Stored items:
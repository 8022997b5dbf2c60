//! 注册中心错误处理模块
//!
//! 统一的错误类型与分类，同步调用（注册、注销、列举）直接返回错误，
//! 监听投影过程中的错误只记录日志，不向调用方暴露

pub mod kind;

pub use kind::ErrorKind;

use std::time::Duration;
use thiserror::Error;

/// 注册中心统一错误类型
#[derive(Error, Debug, Clone, PartialEq)]
pub enum RegistryError {
    /// 存储 RPC 失败
    #[error("请求错误: {0}")]
    Request(String),

    /// 注册写入失败
    #[error("注册失败 [{key}]: {reason}")]
    Register { key: String, reason: String },

    /// key 或 URI 无法解析
    #[error("URI 解析失败 [{uri}]: {reason}")]
    UriParse { uri: String, reason: String },

    /// 租约授予、续约或撤销失败
    #[error("租约错误: {0}")]
    Lease(String),

    /// 服务端已不存在该租约
    #[error("租约不存在: {0}")]
    LeaseNotFound(i64),

    /// 编解码错误
    #[error("序列化错误: {0}")]
    Serialization(String),

    /// 操作超时
    #[error("操作超时: {0:?}")]
    Timeout(Duration),

    /// 调用方取消
    #[error("操作已取消")]
    Cancelled,

    /// 配置错误
    #[error("配置错误: {0}")]
    Config(String),
}

impl RegistryError {
    /// 创建请求错误
    pub fn request(msg: impl Into<String>) -> Self {
        RegistryError::Request(msg.into())
    }

    /// 创建注册错误
    pub fn register(key: impl Into<String>, reason: impl ToString) -> Self {
        RegistryError::Register {
            key: key.into(),
            reason: reason.to_string(),
        }
    }

    /// 创建 URI 解析错误
    pub fn uri_parse(uri: impl Into<String>, reason: impl ToString) -> Self {
        RegistryError::UriParse {
            uri: uri.into(),
            reason: reason.to_string(),
        }
    }

    /// 创建租约错误
    pub fn lease(msg: impl Into<String>) -> Self {
        RegistryError::Lease(msg.into())
    }

    /// 创建配置错误
    pub fn config(msg: impl Into<String>) -> Self {
        RegistryError::Config(msg.into())
    }

    /// 获取错误分类
    pub fn kind(&self) -> ErrorKind {
        match self {
            RegistryError::Request(_) => ErrorKind::Request,
            RegistryError::Register { .. } => ErrorKind::Register,
            RegistryError::UriParse { .. } => ErrorKind::Uri,
            RegistryError::Lease(_) | RegistryError::LeaseNotFound(_) => ErrorKind::Lease,
            RegistryError::Serialization(_) => ErrorKind::Serialization,
            RegistryError::Timeout(_) => ErrorKind::Timeout,
            RegistryError::Cancelled => ErrorKind::Cancelled,
            RegistryError::Config(_) => ErrorKind::Config,
        }
    }

    /// 租约是否已在服务端失效
    pub fn is_lease_not_found(&self) -> bool {
        matches!(self, RegistryError::LeaseNotFound(_))
    }

    /// 判断是否为可重试的错误
    pub fn is_retryable(&self) -> bool {
        self.kind().is_retryable()
    }
}

impl From<etcd_client::Error> for RegistryError {
    fn from(err: etcd_client::Error) -> Self {
        RegistryError::Request(err.to_string())
    }
}

impl From<serde_json::Error> for RegistryError {
    fn from(err: serde_json::Error) -> Self {
        RegistryError::Serialization(err.to_string())
    }
}

impl From<toml::de::Error> for RegistryError {
    fn from(err: toml::de::Error) -> Self {
        RegistryError::Config(err.to_string())
    }
}

/// 结果类型别名
pub type Result<T> = std::result::Result<T, RegistryError>;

- EXERCISE OBJECTIVE: Work through the records above. Copy every line with the string "Cancelled".

- ANSWER TO THIS PROBLEM:
    Cancelled,
            RegistryError::Cancelled => ErrorKind::Cancelled,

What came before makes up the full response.